Linda Jo Pym & John Levey

Linda Jo, John and Helen have collectively served camp in almost every possible capacity: program leader, crew boss, pot washer, pie maker, head cook, resident manager, camp manager, and on. In addition, each has served as chair of the Board of Directors and their combined service on the Board accumulates to nearly sixty years. Perhaps most importantly, they have, each and every one, given fully of themselves in service to Indralaya.

Helen Bee

Each has been presented with a signed certificate that states the following:

“In recognition of your lifelong involvement, abiding commitment, unyielding devotion and wise counsel, we, the undersigned members of the Board of Directors of the Orcas Island Foundation, do hereby, and with great love and respect, confer upon you the status of Indralaya Elder, with all the privileges and honors attendant therein”

In receiving this honor, these three join a select group to be so named by the Board of Directors. John Abbenhouse, Dorothy Abbenhouse, Austin Bee, Phoebe Bee, John Roberts and Marjorie Toren are the others who have been named as Indralaya Elders in years past.
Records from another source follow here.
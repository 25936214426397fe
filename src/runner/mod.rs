//! Runner module - scores restored checkpoints on held-out folds.
//!
//! This module provides:
//! - Runner for restoring a checkpoint and iterating a test loader
//! - TestOutcome carrying the loss and the task's summary metric

mod test_runner;

pub use test_runner::{Runner, TestOutcome};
“ … elders serve a higher purpose as well as a deeper order. Elders lead by remembering back further than others as well as by seeing more clearly ahead. Elders serve as ‘seers’ who can see behind and beyond the politics of the day and perceive the needs of the future .... In becoming wise old souls, the elders more firmly know and more clearly hold the inner sense of meaning and purpose that first surfaced during their youth.”
Michael Meade, “Fate and Destiny: The Two Agreements of the Soul”


UNSEEN BUDS

Walt Whitman

Unseen buds, infinite, hidden well,

Under the snow and ice, under the darkness, in every square or cubic inch,

Germinal, exquisite, in delicate lace, microscopic, unborn

Like babes in wombs, latent, folded, compact, sleeping;

Billions of billions, and trillions of trillions of them waiting,

(On earth and in the sea--the universe--the stars there in the heavens)

Urging slowly, surely forward, forming endless,

And waiting ever more, forever more behind.